Records from a collection
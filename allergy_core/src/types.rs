//! Core domain types for the allergy risk engine.
//!
//! This module defines the fundamental types used throughout the system:
//! - Risk levels and their ordering
//! - Risk rules with typed conditions
//! - Allergen catalog and symptom weight tables
//! - Analysis requests and verdicts

use regex::Regex;
use serde::{Deserialize, Serialize};
use std::collections::{BTreeMap, BTreeSet, HashMap};
use std::fmt;

// ============================================================================
// Risk Levels
// ============================================================================

/// Discrete risk classification, ordered from least to most severe
#[derive(
    Clone, Copy, Debug, Default, Serialize, Deserialize, PartialEq, Eq, PartialOrd, Ord, Hash,
)]
#[serde(rename_all = "snake_case")]
pub enum RiskLevel {
    #[default]
    VeryLow,
    Low,
    Medium,
    High,
    VeryHigh,
}

impl RiskLevel {
    /// All levels in ascending order
    pub const ALL: [RiskLevel; 5] = [
        RiskLevel::VeryLow,
        RiskLevel::Low,
        RiskLevel::Medium,
        RiskLevel::High,
        RiskLevel::VeryHigh,
    ];

    pub fn as_str(&self) -> &'static str {
        match self {
            RiskLevel::VeryLow => "very_low",
            RiskLevel::Low => "low",
            RiskLevel::Medium => "medium",
            RiskLevel::High => "high",
            RiskLevel::VeryHigh => "very_high",
        }
    }

    /// Parse a configured level name, ignoring case and surrounding whitespace.
    ///
    /// Returns `None` for names outside the known scale.
    pub fn parse(name: &str) -> Option<Self> {
        let name = name.trim().to_lowercase();
        Self::ALL.into_iter().find(|level| level.as_str() == name)
    }

    /// Default score-to-level mapping used when no configured rule fires
    pub fn from_score(score: u32) -> Self {
        match score {
            s if s >= 9 => RiskLevel::VeryHigh,
            s if s >= 7 => RiskLevel::High,
            s if s >= 5 => RiskLevel::Medium,
            s if s >= 3 => RiskLevel::Low,
            _ => RiskLevel::VeryLow,
        }
    }
}

impl fmt::Display for RiskLevel {
    fn fmt(&self, f: &mut fmt::Formatter<'_>) -> fmt::Result {
        f.write_str(self.as_str())
    }
}

// ============================================================================
// Rule Types
// ============================================================================

/// Comparison operator of a score threshold condition
#[derive(Clone, Copy, Debug, PartialEq, Eq)]
pub enum ThresholdOp {
    Ge,
    Le,
    Gt,
    Lt,
    Eq,
}

impl ThresholdOp {
    /// Operators in the order they are searched for in a condition string.
    /// Two-character operators come first so `>=` is never read as `>`.
    pub const SEARCH_ORDER: [ThresholdOp; 5] = [
        ThresholdOp::Ge,
        ThresholdOp::Le,
        ThresholdOp::Gt,
        ThresholdOp::Lt,
        ThresholdOp::Eq,
    ];

    pub fn symbol(&self) -> &'static str {
        match self {
            ThresholdOp::Ge => ">=",
            ThresholdOp::Le => "<=",
            ThresholdOp::Gt => ">",
            ThresholdOp::Lt => "<",
            ThresholdOp::Eq => "==",
        }
    }

    pub fn apply(&self, score: i64, threshold: i64) -> bool {
        match self {
            ThresholdOp::Ge => score >= threshold,
            ThresholdOp::Le => score <= threshold,
            ThresholdOp::Gt => score > threshold,
            ThresholdOp::Lt => score < threshold,
            ThresholdOp::Eq => score == threshold,
        }
    }
}

/// One compiled keyword pattern (always case-insensitive)
#[derive(Clone, Debug)]
pub struct KeywordPattern {
    /// Free-form grouping label, e.g. "포함" or "유래/추출"
    pub label: String,
    pub regex: Regex,
}

/// Keyword condition: matches if any pattern matches the label text
#[derive(Clone, Debug, Default)]
pub struct KeywordRule {
    pub patterns: Vec<KeywordPattern>,
}

impl KeywordRule {
    /// Return the first pattern that matches `text`, if any
    pub fn first_hit(&self, text: &str) -> Option<&KeywordPattern> {
        self.patterns.iter().find(|p| p.regex.is_match(text))
    }
}

/// Typed rule condition, resolved once when rules are loaded
#[derive(Clone, Debug)]
pub enum Condition {
    ScoreThreshold { op: ThresholdOp, threshold: i64 },
    Keyword(KeywordRule),
}

impl fmt::Display for Condition {
    fn fmt(&self, f: &mut fmt::Formatter<'_>) -> fmt::Result {
        match self {
            Condition::ScoreThreshold { op, threshold } => {
                write!(f, "score{}{}", op.symbol(), threshold)
            }
            Condition::Keyword(rule) => {
                let patterns: Vec<&str> = rule.patterns.iter().map(|p| p.regex.as_str()).collect();
                write!(f, "keywords[{}]", patterns.join(", "))
            }
        }
    }
}

/// A compiled risk rule
#[derive(Clone, Debug)]
pub struct RiskRule {
    pub condition: Condition,
    pub risk_level: RiskLevel,
    /// Lower evaluates first; rules without a priority go last
    pub priority: Option<i64>,
}

// ============================================================================
// Catalog and Weight Tables
// ============================================================================

/// A canonical allergen and the strings that identify it in label text
#[derive(Clone, Debug, Serialize, Deserialize, PartialEq, Eq)]
pub struct AllergenEntry {
    pub name: String,
    /// Always contains `name`; deduplicated case-insensitively
    pub synonyms: Vec<String>,
}

/// Allergen catalog keyed by canonical name
#[derive(Clone, Debug, Default, Serialize, Deserialize)]
pub struct AllergenCatalog {
    pub entries: BTreeMap<String, AllergenEntry>,
}

/// Base severity weight per symptom system; unknown systems weigh 0
#[derive(Clone, Debug, Default, Serialize, Deserialize, PartialEq, Eq)]
#[serde(transparent)]
pub struct SymptomWeights(pub HashMap<String, u32>);

/// Immutable snapshot of everything the classifier consults
#[derive(Clone, Debug, Default)]
pub struct RiskTables {
    pub catalog: AllergenCatalog,
    pub weights: SymptomWeights,
    pub rules: Vec<RiskRule>,
}

// ============================================================================
// Analysis Input and Output
// ============================================================================

/// Flags that adjust the symptom score
#[derive(Clone, Copy, Debug, Default, Serialize, Deserialize, PartialEq, Eq)]
pub struct AnalysisOptions {
    /// Symptoms appeared quickly after exposure
    #[serde(default)]
    pub fast_onset: bool,
    /// Label carries an allergen-free claim
    #[serde(default)]
    pub free_label: bool,
}

/// Everything a single classification call needs besides the tables
#[derive(Clone, Debug, Default, Serialize, Deserialize)]
pub struct AnalysisRequest {
    pub text: String,
    pub user_allergens: Vec<String>,
    pub symptoms: Vec<String>,
    #[serde(default)]
    pub options: AnalysisOptions,
}

/// Result of one classification call
#[derive(Clone, Debug, Serialize, Deserialize, PartialEq, Eq)]
pub struct RiskVerdict {
    pub detected_allergens: BTreeSet<String>,
    pub score: u32,
    pub level: RiskLevel,
}
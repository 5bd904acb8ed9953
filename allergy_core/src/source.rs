//! Risk table sources.
//!
//! The classifier never reaches for configuration on its own: a source loads
//! an immutable [`RiskTables`] snapshot and the caller passes it in.
//! Sources provided here:
//! - [`TomlTablesSource`]: a single TOML bundle
//! - [`crate::csv_import::CsvTablesSource`]: a directory of CSV sheets
//! - [`CachedSource`]: memoizes another source's first successful load

use crate::config::{TablesConfig, TablesFormat};
use crate::csv_import::CsvTablesSource;
use crate::rules::{compile_rules, lint_rules, RawRiskRule};
use crate::{AllergenCatalog, Error, Result, RiskRule, RiskTables, SymptomWeights};
use once_cell::sync::OnceCell;
use serde::{Deserialize, Serialize};
use std::collections::BTreeMap;
use std::path::{Path, PathBuf};

/// Provider of allergen catalog, symptom weights, and risk rules
pub trait RiskDataSource {
    fn load_allergen_catalog(&self) -> Result<AllergenCatalog>;

    fn load_symptom_weights(&self) -> Result<SymptomWeights>;

    /// Rules exactly as configured, before compilation
    fn load_raw_rules(&self) -> Result<Vec<RawRiskRule>>;

    /// Compiled rules; unusable rules are dropped with a warning
    fn load_risk_rules(&self) -> Result<Vec<RiskRule>> {
        Ok(compile_rules(&self.load_raw_rules()?))
    }

    /// Load everything into one snapshot
    fn load_tables(&self) -> Result<RiskTables> {
        let tables = RiskTables {
            catalog: self.load_allergen_catalog()?,
            weights: self.load_symptom_weights()?,
            rules: self.load_risk_rules()?,
        };
        log_loaded(&tables);
        Ok(tables)
    }

    /// Every problem a load would silently work around
    fn lint(&self) -> Result<Vec<String>> {
        let mut issues = self.load_allergen_catalog()?.validate();
        issues.extend(lint_rules(&self.load_raw_rules()?));
        Ok(issues)
    }
}

pub(crate) fn log_loaded(tables: &RiskTables) {
    tracing::info!(
        "Loaded risk tables: {} allergen(s), {} symptom weight(s), {} rule(s)",
        tables.catalog.len(),
        tables.weights.len(),
        tables.rules.len()
    );
}

// ============================================================================
// TOML bundle
// ============================================================================

/// On-disk shape of a TOML risk table bundle
///
/// ```toml
/// [allergens]
/// "땅콩" = ["peanut"]
///
/// [symptom_weights]
/// respiratory = 4
///
/// [[rules]]
/// condition = "score>=9"
/// risk_level = "very_high"
/// ```
#[derive(Clone, Debug, Default, Serialize, Deserialize)]
pub struct RawTables {
    #[serde(default)]
    pub allergens: BTreeMap<String, Vec<String>>,

    #[serde(default)]
    pub symptom_weights: BTreeMap<String, u32>,

    #[serde(default)]
    pub rules: Vec<RawRiskRule>,
}

impl RawTables {
    pub fn catalog(&self) -> AllergenCatalog {
        AllergenCatalog::from_map(
            self.allergens
                .iter()
                .map(|(name, synonyms)| (name.clone(), synonyms.clone())),
        )
    }

    pub fn weights(&self) -> SymptomWeights {
        self.symptom_weights
            .iter()
            .map(|(system, score)| (system.clone(), *score))
            .collect()
    }
}

/// Risk tables read from a single TOML file
#[derive(Clone, Debug)]
pub struct TomlTablesSource {
    path: PathBuf,
}

impl TomlTablesSource {
    pub fn new(path: impl Into<PathBuf>) -> Self {
        Self { path: path.into() }
    }

    pub fn path(&self) -> &Path {
        &self.path
    }

    fn read(&self) -> Result<RawTables> {
        let contents = std::fs::read_to_string(&self.path)?;
        let raw: RawTables = toml::from_str(&contents)?;
        tracing::debug!("Read risk table bundle {:?}", self.path);
        Ok(raw)
    }
}

impl RiskDataSource for TomlTablesSource {
    fn load_allergen_catalog(&self) -> Result<AllergenCatalog> {
        Ok(self.read()?.catalog())
    }

    fn load_symptom_weights(&self) -> Result<SymptomWeights> {
        Ok(self.read()?.weights())
    }

    fn load_raw_rules(&self) -> Result<Vec<RawRiskRule>> {
        Ok(self.read()?.rules)
    }

    fn load_tables(&self) -> Result<RiskTables> {
        let raw = self.read()?;
        let tables = RiskTables {
            catalog: raw.catalog(),
            weights: raw.weights(),
            rules: compile_rules(&raw.rules),
        };
        log_loaded(&tables);
        Ok(tables)
    }
}

// ============================================================================
// Caching
// ============================================================================

/// Loads from the wrapped source once and hands out the same snapshot after
///
/// A failed load is not cached; the next call tries again.
#[derive(Debug)]
pub struct CachedSource<S> {
    inner: S,
    cell: OnceCell<RiskTables>,
}

impl<S: RiskDataSource> CachedSource<S> {
    pub fn new(inner: S) -> Self {
        Self {
            inner,
            cell: OnceCell::new(),
        }
    }

    /// The cached snapshot, loading it on first use
    pub fn tables(&self) -> Result<&RiskTables> {
        self.cell.get_or_try_init(|| self.inner.load_tables())
    }

    pub fn is_loaded(&self) -> bool {
        self.cell.get().is_some()
    }

    /// Drop the cached snapshot so the next call reloads
    pub fn invalidate(&mut self) {
        self.cell.take();
    }

    pub fn inner(&self) -> &S {
        &self.inner
    }
}

// ============================================================================
// Configured source selection
// ============================================================================

/// Open the source described by `config`, or `None` when no path is set
pub fn open_source(config: &TablesConfig) -> Result<Option<Box<dyn RiskDataSource>>> {
    let Some(path) = &config.path else {
        return Ok(None);
    };

    if !path.exists() {
        return Err(Error::Tables(format!("{} does not exist", path.display())));
    }

    let format = config.format.unwrap_or_else(|| TablesFormat::infer(path));
    let source: Box<dyn RiskDataSource> = match format {
        TablesFormat::Toml => Box::new(TomlTablesSource::new(path)),
        TablesFormat::Csv => Box::new(CsvTablesSource::new(path)),
    };
    Ok(Some(source))
}

/// Load the configured tables, falling back to the built-in defaults
pub fn load_configured_tables(config: &TablesConfig) -> Result<RiskTables> {
    match open_source(config)? {
        Some(source) => source.load_tables(),
        None => {
            tracing::info!("No risk table path configured, using built-in defaults");
            Ok(crate::build_default_tables())
        }
    }
}
//! Error types for the allergy_core library.

use std::io;

/// Result type alias using our Error type
pub type Result<T> = std::result::Result<T, Error>;

/// Core error type for allergy_core operations
///
/// Only the loading side can fail. Classification itself is infallible.
#[derive(Debug, thiserror::Error)]
pub enum Error {
    /// IO error occurred
    #[error("IO error: {0}")]
    Io(#[from] io::Error),

    /// JSON serialization/deserialization error
    #[error("JSON error: {0}")]
    Json(#[from] serde_json::Error),

    /// CSV error
    #[error("CSV error: {0}")]
    Csv(#[from] csv::Error),

    /// TOML parsing error
    #[error("TOML error: {0}")]
    Toml(#[from] toml::de::Error),

    /// Configuration validation error
    #[error("Configuration error: {0}")]
    Config(String),

    /// Risk table source error (missing file, unknown format)
    #[error("Risk table error: {0}")]
    Tables(String),
}

/// Reason a single configured rule could not be turned into a typed rule.
///
/// These never reach the classifier: the loader drops the rule and logs it.
#[derive(Debug, Clone, PartialEq, Eq, thiserror::Error)]
pub enum RuleError {
    #[error("malformed score condition {0:?}")]
    MalformedThreshold(String),

    #[error("keyword rule has no usable pattern")]
    NoUsablePatterns,

    #[error("unknown risk level {0:?}")]
    UnknownRiskLevel(String),

    #[error("rule has no condition")]
    MissingCondition,

    #[error("unsupported condition {0}")]
    UnsupportedCondition(String),
}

- PROBLEM STATEMENT
When a line in the records above holds "Medium", that line is to be reported.

- EXERCISE ANSWER
    Medium,
        RiskLevel::Medium,
            RiskLevel::Medium => "medium",
            s if s >= 5 => RiskLevel::Medium,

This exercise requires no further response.